Khalid Amayreh: expulsão de judeus é analogia depravada

Quando a deturpação histórica nos é constantemente imposta pelos media, “deveríamos recordar que os refugiados palestinos foram expulsos da sua pátria ancestral como consequência dum genocídio parcial, ainda que real, às mãos de grupos sionistas como o

“A limpeza étnica da Palestina feita por Israel não foi, como mais tarde proclamou o primeiro presidente de Israel Chaim Weizmann, uma consequência inesperada ou um acontecimento fortuito, ou sequer um “milagre”; foi o resultado duma planificação longa e meticulosa”, Ilan Pappe, professor de Ciências Políticas na Universidade de Haifa, no seu livro “A limpeza étnica da Palestina” [1] .



Esta semana, o primeiro-ministro israelita demissionário, Ehud Olmert, tratou de reescrever a história, equiparando a violenta expulsão e dispersão pelos quatro cantos do mundo da comunidade nativa palestina, feita pelos sionistas judeus, com a emigração de judeus, motivada ideologicamente, do Próximo Oriente para a Palestina.



Durante uma reunião do Comitê de Assuntos Exteriores e Defesa do Knesset, a 13 de setembro, Olmert afirmou que lamentava a difícil situação dos refugiados, tanto palestinos como judeus: “Solidarizo-me na expressão do meu pesar pelo que aconteceu aos palestinos e também aos judeus que foram expulsos dos Estados Árabes”.



A muito inoportuna declaração de Olmert coincide com as muito controversas declarações do presidente da Autoridade Palestiniana Mahmoud Abbas, acerca do delicado tema do direito de retorno dos refugiados palestinos desalojados do seu país há mais de sessenta anos.



Segundo as informações, o protegido dos Estados Unidos, Abbas, afirmou que não ia pressionar Israel para que permitisse o retorno de todos os refugiados palestinos aos seus lares e cidades originárias no actual Israel e que teria que negociar com Israel o número de refugiados a serem repatriados [2].



Olmert mente consciente e deliberadamente, porque a situação dos refugiados palestinos e a emigração dos judeus do mundo árabe para Israel, são dois acontecimentos completamente diferentes.



No fim de contas, o objectivo tático desta descomunal mentira é minimizar, banalizar e, em última instância, torpedear a questão primordial do direito ao retorno de milhões de pessoas desalojadas da sua terra ancestral às mãos do movimento similar ao nazismo conhecido por sionismo.

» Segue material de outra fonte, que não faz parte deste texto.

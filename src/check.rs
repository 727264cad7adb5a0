//! Template checks
//!
//! Finds the spots where expansion will not do what the author likely
//! meant: unterminated placeholders (whose text is dropped), names the
//! resolver does not know (left verbatim in the output) and empty names.
//! Conditional patterns are checked whether or not their branch is taken.

use crate::config::Configuration;
use crate::error::Diagnostic;
use crate::interpolate::{segments, Expression, Segment, Span};
use crate::resolver::{ArgsResolver, ConfigResolver, Resolver};
use crate::value::Value;

/// Run all checks on a template.
pub fn check<R: Resolver + ?Sized>(template: &str, resolver: &R) -> Vec<Diagnostic> {
    let mut diagnostics = Vec::new();
    check_at(template, 0, resolver, &mut diagnostics);
    diagnostics
}

/// Check a template the way `process_with_config_and_args` expands it.
///
/// Arguments are substituted first and configuration keys are resolved in
/// the result, so a placeholder carried in by an argument value is checked
/// against the configuration. Problems found inside an argument value are
/// reported at the template placeholder that inserts it.
pub fn check_with_config_and_args(
    template: &str,
    config: Option<&Configuration>,
    args: &[Value<'_>],
) -> Vec<Diagnostic> {
    let passes = Passes {
        args: ArgsResolver::new(args),
        config: ConfigResolver::new(config),
    };
    let mut diagnostics = Vec::new();
    passes.check_at(template, 0, &mut diagnostics);
    diagnostics
}

fn shift(span: Span, base: usize) -> Span {
    span.start + base..span.end + base
}

/// Where the pattern of a placeholder starting at `start` begins
fn pattern_at<'a>(expression: &Expression<'a>, start: usize) -> Option<(&'a str, usize)> {
    let pattern = expression.pattern?;
    let offset = expression.pattern_offset()?;
    // skip the `${` delimiter
    Some((pattern, start + 2 + offset))
}

fn unterminated(span: Span) -> Diagnostic {
    Diagnostic::error(
        span,
        "unterminated placeholder; the rest of the template is dropped",
    )
}

fn empty_name(span: Span) -> Diagnostic {
    Diagnostic::warning(span, "placeholder has an empty name")
}

fn unresolved(span: Span, name: &str) -> Diagnostic {
    Diagnostic::warning(span, format!("unresolved placeholder '{}'", name))
}

struct Passes<'a> {
    args: ArgsResolver<'a>,
    config: ConfigResolver<'a>,
}

impl Passes<'_> {
    fn check_at(&self, template: &str, base: usize, diagnostics: &mut Vec<Diagnostic>) {
        for segment in segments(template) {
            let (expression, span) = match segment {
                Segment::Text(_) => continue,
                Segment::Unterminated { span } => {
                    diagnostics.push(unterminated(shift(span, base)));
                    continue;
                }
                Segment::Placeholder { expression, span } => (expression, shift(span, base)),
            };
            let pattern = pattern_at(&expression, span.start);

            if expression.name.is_empty() {
                diagnostics.push(empty_name(span.clone()));
            } else if let Some(value) = self.args.resolve(expression.name) {
                if pattern.is_none() {
                    // the argument text goes through the configuration pass
                    for found in check(&value, &self.config) {
                        diagnostics.push(Diagnostic {
                            span: span.clone(),
                            message: format!("argument {}: {}", expression.name, found.message),
                            ..found
                        });
                    }
                }
            } else if self.config.resolve(expression.name).is_some() {
                // left verbatim by the argument pass, pattern included
                if let Some((pattern, start)) = pattern {
                    check_at(pattern, start, &self.config, diagnostics);
                }
                continue;
            } else {
                diagnostics.push(unresolved(span.clone(), expression.name));
            }

            if let Some((pattern, start)) = pattern {
                self.check_at(pattern, start, diagnostics);
            }
        }
    }
}

fn check_at<R: Resolver + ?Sized>(
    template: &str,
    base: usize,
    resolver: &R,
    diagnostics: &mut Vec<Diagnostic>,
) {
    for segment in segments(template) {
        match segment {
            Segment::Text(_) => {}
            Segment::Unterminated { span } => {
                diagnostics.push(unterminated(shift(span, base)));
            }
            Segment::Placeholder { expression, span } => {
                let span = shift(span, base);

                if expression.name.is_empty() {
                    diagnostics.push(empty_name(span.clone()));
                } else if resolver.resolve(expression.name).is_none() {
                    diagnostics.push(unresolved(span.clone(), expression.name));
                }

                if let Some((pattern, start)) = pattern_at(&expression, span.start) {
                    check_at(pattern, start, resolver, diagnostics);
                }
            }
        }
    }
}

#[cfg(test)]
mod tests {
    use super::*;
    use crate::error::Severity;

    fn known(name: &str) -> Option<String> {
        matches!(name, "a" | "b").then(|| "1".to_string())
    }

    #[test]
    fn test_clean_template() {
        assert!(check("x ${a} ${b?y} $ {}", &known).is_empty());
    }

    #[test]
    fn test_unresolved_and_empty() {
        let diags = check("${a} ${zzz} ${ }", &known);
        assert_eq!(diags.len(), 2);
        assert_eq!(diags[0].span, 5..11);
        assert_eq!(diags[0].message, "unresolved placeholder 'zzz'");
        assert_eq!(diags[1].span, 12..16);
        assert_eq!(diags[1].severity, Severity::Warning);
    }

    #[test]
    fn test_unterminated() {
        let diags = check("abc ${a", &known);
        assert_eq!(diags.len(), 1);
        assert!(diags[0].is_error());
        assert_eq!(diags[0].span, 4..7);
    }

    #[test]
    fn test_spans_inside_patterns_point_into_template() {
        let template = "${a?[${q}]}";
        let diags = check(template, &known);
        assert_eq!(diags.len(), 1);
        assert_eq!(&template[diags[0].span.clone()], "${q}");
    }

    #[test]
    fn test_unbalanced_pattern_makes_outer_unterminated() {
        let template = "ok ${!b?${x{}}";
        let diags = check(template, &known);
        assert_eq!(diags.len(), 1);
        assert!(diags[0].is_error());
        assert_eq!(&template[diags[0].span.clone()], "${!b?${x{}}");
    }

    fn user_config() -> Configuration {
        let mut config = Configuration::new();
        config.set_value("user", "ada");
        config.set_value("k", "v");
        config
    }

    #[test]
    fn test_passes_check_argument_values_against_config() {
        let config = user_config();
        let args = [Value::from("${k}"), Value::from("${missing}")];
        let template = "${user}: ${0} ${1}";
        let diags = check_with_config_and_args(template, Some(&config), &args);
        assert_eq!(diags.len(), 1);
        assert_eq!(&template[diags[0].span.clone()], "${1}");
        assert_eq!(diags[0].message, "argument 1: unresolved placeholder 'missing'");
        assert_eq!(diags[0].severity, Severity::Warning);
    }

    #[test]
    fn test_passes_report_missing_argument() {
        let config = user_config();
        let diags = check_with_config_and_args("${0} ${user}", Some(&config), &[]);
        assert_eq!(diags.len(), 1);
        assert_eq!(diags[0].span, 0..4);
        assert_eq!(diags[0].message, "unresolved placeholder '0'");
    }

    #[test]
    fn test_passes_config_pattern_sees_no_arguments() {
        let config = user_config();
        let args = [Value::from("x")];
        let template = "${user?[${0}]}${0?[${k}]}";
        let diags = check_with_config_and_args(template, Some(&config), &args);
        assert_eq!(diags.len(), 1);
        assert_eq!(&template[diags[0].span.clone()], "${0}");
    }

    #[test]
    fn test_passes_unterminated_argument_is_an_error() {
        let args = [Value::from("oops ${")];
        let diags = check_with_config_and_args("a ${0} b", None, &args);
        assert_eq!(diags.len(), 1);
        assert!(diags[0].is_error());
        assert_eq!(diags[0].span, 2..6);
    }
}
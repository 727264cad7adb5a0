//! Text Processor - `${...}` placeholder expansion for text templates
//!
//! Templates are free text with placeholders. A placeholder names a value
//! that a [`Resolver`] supplies: a configuration key, a positional argument,
//! a field path on an object, or a map key. Conditional placeholders include
//! a sub-template depending on whether the value is empty.
//!
//! # Example
//!
//! ```rust
//! use std::collections::HashMap;
//! use text_processor::TextProcessor;
//!
//! let mut vars = HashMap::new();
//! vars.insert("name".to_string(), "Ada");
//! vars.insert("title".to_string(), "");
//!
//! let text = TextProcessor::new()
//!     .process_with_map("Dear ${title?${title} }${name}, cost: 5$", Some(&vars))
//!     .unwrap();
//! assert_eq!(text, "Dear Ada, cost: 5$");
//! ```

pub mod check;
pub mod config;
pub mod error;
pub mod interpolate;
mod macros;
pub mod processor;
pub mod resolver;
pub mod value;

pub use check::{check, check_with_config_and_args};
pub use config::{ConfigError, ConfigFile, ConfigValue, Configuration};
pub use error::{Diagnostic, Severity};
pub use interpolate::{interpolate, try_interpolate, Interpolator};
pub use processor::{ProcessorConfig, TextProcessor};
pub use resolver::{
    ArgsResolver, ConfigResolver, MapResolver, Navigable, ObjectResolver, Resolver,
};
pub use value::{to_text, Separator, ToValue, Value};

use thiserror::Error;

/// Errors that can occur while processing a template
#[derive(Debug, Error)]
pub enum Error {
    /// A required argument was absent
    #[error("invalid argument: {0}")]
    InvalidArgument(&'static str),

    /// Conditional patterns nested deeper than allowed
    #[error("conditional patterns nested deeper than {limit} levels")]
    DepthExceeded { limit: usize },

    /// Error loading configuration
    #[error("configuration error: {0}")]
    Config(#[from] ConfigError),
}
//! Key/value configuration store
//!
//! Values are kept as canonical strings. They can be set programmatically
//! with [`Configuration::set_value`] or loaded from a TOML file, where nested
//! tables become dotted keys:
//!
//! ```toml
//! [processor]
//! max_depth = 16
//!
//! [values]
//! greeting = "hello"
//!
//! [values.browser]
//! size = "1024x768"     # key "browser.size"
//! ```

use std::collections::BTreeMap;
use std::fmt;
use std::path::{Path, PathBuf};
use std::str::FromStr;

use log::debug;
use serde::Deserialize;
use thiserror::Error;

use crate::processor::ProcessorConfig;
use crate::value::{to_text, Separator, Value};

/// Errors that can occur when loading a configuration file
#[derive(Error, Debug)]
pub enum ConfigError {
    #[error("Failed to read configuration file: {0}")]
    Io(#[from] std::io::Error),
    #[error("Failed to parse configuration TOML: {0}")]
    Parse(#[from] toml::de::Error),
    #[error("Invalid configuration value for '{key}': {message}")]
    InvalidValue { key: String, message: String },
}

impl ConfigError {
    pub fn invalid_value(key: impl Into<String>, message: impl Into<String>) -> Self {
        Self::InvalidValue {
            key: key.into(),
            message: message.into(),
        }
    }
}

/// Configuration values by key; a key may be set to an explicit null
#[derive(Debug, Clone, Default, PartialEq, Eq)]
pub struct Configuration {
    store: BTreeMap<String, Option<String>>,
}

impl Configuration {
    pub fn new() -> Self {
        Self::default()
    }

    /// True if the key has been set, even to null
    pub fn contains_value(&self, name: &str) -> bool {
        self.store.contains_key(name)
    }

    /// The stored value; empty when the key is unset or null
    pub fn get_value(&self, name: &str) -> ConfigValue<'_> {
        ConfigValue(self.store.get(name).and_then(|v| v.as_deref()))
    }

    /// Store a value in its canonical string form.
    ///
    /// Null is kept as an explicit null, paths are made absolute and lists
    /// are joined with `,`.
    pub fn set_value<'v>(&mut self, key: impl Into<String>, value: impl Into<Value<'v>>) {
        let stored = match value.into() {
            Value::Null => None,
            Value::Path(path) => Some(
                std::path::absolute(&*path)
                    .unwrap_or_else(|_| path.into_owned())
                    .display()
                    .to_string(),
            ),
            other => Some(to_text(&other, Separator::Comma)),
        };
        self.store.insert(key.into(), stored);
    }

    pub fn remove(&mut self, name: &str) -> bool {
        self.store.remove(name).is_some()
    }

    pub fn keys(&self) -> impl Iterator<Item = &str> {
        self.store.keys().map(String::as_str)
    }

    pub fn len(&self) -> usize {
        self.store.len()
    }

    pub fn is_empty(&self) -> bool {
        self.store.is_empty()
    }

    /// Copy every entry of `other` over this configuration
    pub fn merge(&mut self, other: &Configuration) {
        for (key, value) in &other.store {
            self.store.insert(key.clone(), value.clone());
        }
    }
}

/// A configuration value with typed accessors.
///
/// Accessors return `None` when the key is unset or null, or when the text
/// does not parse as the requested type.
#[derive(Debug, Clone, Copy, PartialEq, Eq)]
pub struct ConfigValue<'a>(Option<&'a str>);

impl<'a> ConfigValue<'a> {
    pub fn as_str(&self) -> Option<&'a str> {
        self.0
    }

    pub fn is_set(&self) -> bool {
        self.0.is_some()
    }

    /// Parse the text with `FromStr`
    pub fn parse<T: FromStr>(&self) -> Option<T> {
        self.0?.parse().ok()
    }

    pub fn to_i64(&self) -> Option<i64> {
        self.parse()
    }

    pub fn to_i32(&self) -> Option<i32> {
        self.parse()
    }

    pub fn to_i16(&self) -> Option<i16> {
        self.parse()
    }

    pub fn to_i8(&self) -> Option<i8> {
        self.parse()
    }

    pub fn to_f64(&self) -> Option<f64> {
        self.parse()
    }

    pub fn to_f32(&self) -> Option<f32> {
        self.parse()
    }

    /// True only for `true` in any letter case
    pub fn to_bool(&self) -> Option<bool> {
        self.0.map(|s| s.eq_ignore_ascii_case("true"))
    }

    /// Comma-separated items, each trimmed; blank text is an empty list
    pub fn to_list(&self) -> Option<Vec<&'a str>> {
        let text = self.0?;
        if text.trim().is_empty() {
            return Some(Vec::new());
        }
        Some(text.split(',').map(str::trim).collect())
    }

    pub fn to_path(&self) -> Option<PathBuf> {
        self.0.filter(|s| !s.is_empty()).map(PathBuf::from)
    }

    /// Pick the matching choice; an exact match beats a case-insensitive one
    pub fn to_choice<'c>(&self, choices: &[&'c str]) -> Option<&'c str> {
        pick_choice(self.0?.trim(), choices)
    }

    /// Every listed item that names a choice, in list order without repeats.
    ///
    /// Items matching no choice are skipped.
    pub fn to_choice_set<'c>(&self, choices: &[&'c str]) -> Option<Vec<&'c str>> {
        let mut set: Vec<&'c str> = Vec::new();
        for item in self.to_list()? {
            match pick_choice(item, choices) {
                Some(choice) if !set.contains(&choice) => set.push(choice),
                Some(_) => {}
                None => debug!("'{}' is not one of {:?}", item, choices),
            }
        }
        Some(set)
    }
}

fn pick_choice<'c>(name: &str, choices: &[&'c str]) -> Option<&'c str> {
    if name.is_empty() {
        return None;
    }

    let mut result = None;
    for &choice in choices {
        if choice == name {
            return Some(choice);
        }
        if choice.eq_ignore_ascii_case(name) {
            result = Some(choice);
        }
    }
    result
}

impl fmt::Display for ConfigValue<'_> {
    fn fmt(&self, f: &mut fmt::Formatter<'_>) -> fmt::Result {
        f.write_str(self.0.unwrap_or_default())
    }
}

/// A parsed configuration file: engine settings plus values
#[derive(Debug, Clone, Default)]
pub struct ConfigFile {
    pub processor: ProcessorConfig,
    pub values: Configuration,
}

/// TOML structure for deserializing configuration files
#[derive(Deserialize)]
struct TomlConfigFile {
    processor: Option<TomlProcessor>,
    #[serde(default)]
    values: toml::Table,
}

#[derive(Deserialize)]
struct TomlProcessor {
    max_depth: Option<usize>,
}

impl ConfigFile {
    /// Load a configuration from a TOML file
    pub fn from_file(path: &Path) -> Result<Self, ConfigError> {
        let content = std::fs::read_to_string(path)?;
        let file = Self::from_str(&content)?;
        debug!(
            "loaded {} configuration values from {}",
            file.values.len(),
            path.display()
        );
        Ok(file)
    }

    /// Load a configuration from a TOML string
    pub fn from_str(content: &str) -> Result<Self, ConfigError> {
        let parsed: TomlConfigFile = toml::from_str(content)?;

        let mut values = Configuration::new();
        flatten("", &parsed.values, &mut values)?;

        let processor = ProcessorConfig {
            max_depth: parsed.processor.and_then(|p| p.max_depth),
        };

        Ok(ConfigFile { processor, values })
    }
}

fn flatten(prefix: &str, table: &toml::Table, out: &mut Configuration) -> Result<(), ConfigError> {
    for (key, value) in table {
        let key = if prefix.is_empty() {
            key.clone()
        } else {
            format!("{}.{}", prefix, key)
        };
        match value {
            toml::Value::Table(inner) => flatten(&key, inner, out)?,
            other => {
                let text = toml_text(&key, other)?;
                out.set_value(key, text);
            }
        }
    }
    Ok(())
}

fn toml_text(key: &str, value: &toml::Value) -> Result<String, ConfigError> {
    Ok(match value {
        toml::Value::String(s) => s.clone(),
        toml::Value::Integer(i) => i.to_string(),
        toml::Value::Float(f) => f.to_string(),
        toml::Value::Boolean(b) => b.to_string(),
        toml::Value::Datetime(dt) => dt.to_string(),
        toml::Value::Array(items) => items
            .iter()
            .map(|item| toml_text(key, item))
            .collect::<Result<Vec<_>, _>>()?
            .join(","),
        toml::Value::Table(_) => {
            return Err(ConfigError::invalid_value(
                key,
                "tables inside arrays are not supported",
            ))
        }
    })
}

#[cfg(test)]
mod tests {
    use super::*;

    #[test]
    fn test_set_value_canonical_forms() {
        let mut config = Configuration::new();
        config.set_value("list", vec![Value::from("a"), Value::Null, Value::from(2)]);
        config.set_value("flag", true);
        config.set_value("null", Value::Null);

        assert_eq!(config.get_value("list").as_str(), Some("a,,2"));
        assert_eq!(config.get_value("flag").as_str(), Some("true"));
        assert!(config.contains_value("null"));
        assert_eq!(config.get_value("null").as_str(), None);
        assert!(!config.contains_value("other"));
    }

    #[test]
    fn test_set_value_makes_paths_absolute() {
        let mut config = Configuration::new();
        config.set_value("dir", Path::new("reports"));
        let stored = config.get_value("dir").to_path().unwrap();
        assert!(stored.is_absolute());
        assert!(stored.ends_with("reports"));
    }

    #[test]
    fn test_numeric_accessors() {
        let mut config = Configuration::new();
        config.set_value("n", "300");
        config.set_value("x", "1.5");
        config.set_value("bad", "12a");

        assert_eq!(config.get_value("n").to_i64(), Some(300));
        assert_eq!(config.get_value("n").to_i16(), Some(300));
        assert_eq!(config.get_value("n").to_i8(), None);
        assert_eq!(config.get_value("x").to_f64(), Some(1.5));
        assert_eq!(config.get_value("bad").to_i32(), None);
        assert_eq!(config.get_value("missing").to_i32(), None);
    }

    #[test]
    fn test_bool_accessor() {
        let mut config = Configuration::new();
        config.set_value("a", "TRUE");
        config.set_value("b", "yes");
        assert_eq!(config.get_value("a").to_bool(), Some(true));
        assert_eq!(config.get_value("b").to_bool(), Some(false));
        assert_eq!(config.get_value("c").to_bool(), None);
    }

    #[test]
    fn test_list_accessor() {
        let mut config = Configuration::new();
        config.set_value("l", " a, b ,c ");
        config.set_value("blank", "  ");
        assert_eq!(config.get_value("l").to_list(), Some(vec!["a", "b", "c"]));
        assert_eq!(config.get_value("blank").to_list(), Some(vec![]));
    }

    #[test]
    fn test_choice_accessor() {
        let mut config = Configuration::new();
        config.set_value("exact", "Chrome");
        config.set_value("loose", "FIREFOX");
        config.set_value("none", "safari");
        let choices = ["chrome", "Chrome", "Firefox"];
        assert_eq!(config.get_value("exact").to_choice(&choices), Some("Chrome"));
        assert_eq!(config.get_value("loose").to_choice(&choices), Some("Firefox"));
        assert_eq!(config.get_value("none").to_choice(&choices), None);
    }

    #[test]
    fn test_choice_set_accessor() {
        let mut config = Configuration::new();
        config.set_value("browsers", "firefox, Chrome,safari,FIREFOX,, chrome");
        config.set_value("blank", "");
        let choices = ["Chrome", "chrome", "Firefox"];
        assert_eq!(
            config.get_value("browsers").to_choice_set(&choices),
            Some(vec!["Firefox", "Chrome", "chrome"])
        );
        assert_eq!(config.get_value("blank").to_choice_set(&choices), Some(vec![]));
        assert_eq!(config.get_value("missing").to_choice_set(&choices), None);
    }

    #[test]
    fn test_empty_path_is_none() {
        let mut config = Configuration::new();
        config.set_value("p", "");
        assert_eq!(config.get_value("p").to_path(), None);
    }

    #[test]
    fn test_parse_toml_flattens_tables() {
        let toml_str = r#"
[processor]
max_depth = 8

[values]
greeting = "hello"
port = 8080
ratio = 0.5
debug = false
browsers = ["chrome", "firefox"]

[values.window]
size = "1024x768"
"#;
        let file = ConfigFile::from_str(toml_str).expect("Should parse");
        assert_eq!(file.processor.max_depth, Some(8));
        let values = &file.values;
        assert_eq!(values.get_value("greeting").as_str(), Some("hello"));
        assert_eq!(values.get_value("port").to_i32(), Some(8080));
        assert_eq!(values.get_value("ratio").as_str(), Some("0.5"));
        assert_eq!(values.get_value("debug").to_bool(), Some(false));
        assert_eq!(values.get_value("browsers").as_str(), Some("chrome,firefox"));
        assert_eq!(values.get_value("window.size").as_str(), Some("1024x768"));
    }

    #[test]
    fn test_parse_toml_without_sections() {
        let file = ConfigFile::from_str("").expect("Should parse");
        assert_eq!(file.processor.max_depth, None);
        assert!(file.values.is_empty());
    }

    #[test]
    fn test_tables_in_arrays_are_rejected() {
        let toml_str = r#"
[[values.servers]]
host = "a"
"#;
        let err = ConfigFile::from_str(toml_str).unwrap_err();
        assert!(matches!(err, ConfigError::InvalidValue { ref key, .. } if key == "servers"));
    }

    #[test]
    fn test_invalid_toml_error() {
        let result = ConfigFile::from_str("this is not valid toml {{{{");
        assert!(matches!(result, Err(ConfigError::Parse(_))));
    }

    #[test]
    fn test_merge_overrides() {
        let mut base = Configuration::new();
        base.set_value("a", "1");
        base.set_value("b", "2");
        let mut extra = Configuration::new();
        extra.set_value("b", "3");
        base.merge(&extra);
        assert_eq!(base.get_value("a").as_str(), Some("1"));
        assert_eq!(base.get_value("b").as_str(), Some("3"));
        assert_eq!(base.keys().collect::<Vec<_>>(), vec!["a", "b"]);
    }
}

Obviamente, Olmert e outros dirigentes sionistas acreditam que se pode destruir este direito inalienável divulgando mentiras e fazendo analogias depravadas.



Receio ter más notícias para o primeiro-ministro israelita. Independentemente do que diga gente como Abbas, o povo palestino está agora ainda mais comprometido que antes com o direito ao retorno.



Até o movimento al-Fatá, sobre o qual Israel e os Estados Unidos podem ser tentados a pensar que foi completamente esvaziado do seu patriotismo e da sua dignidade nacional, ainda mantém um compromisso férreo com o direito ao retorno.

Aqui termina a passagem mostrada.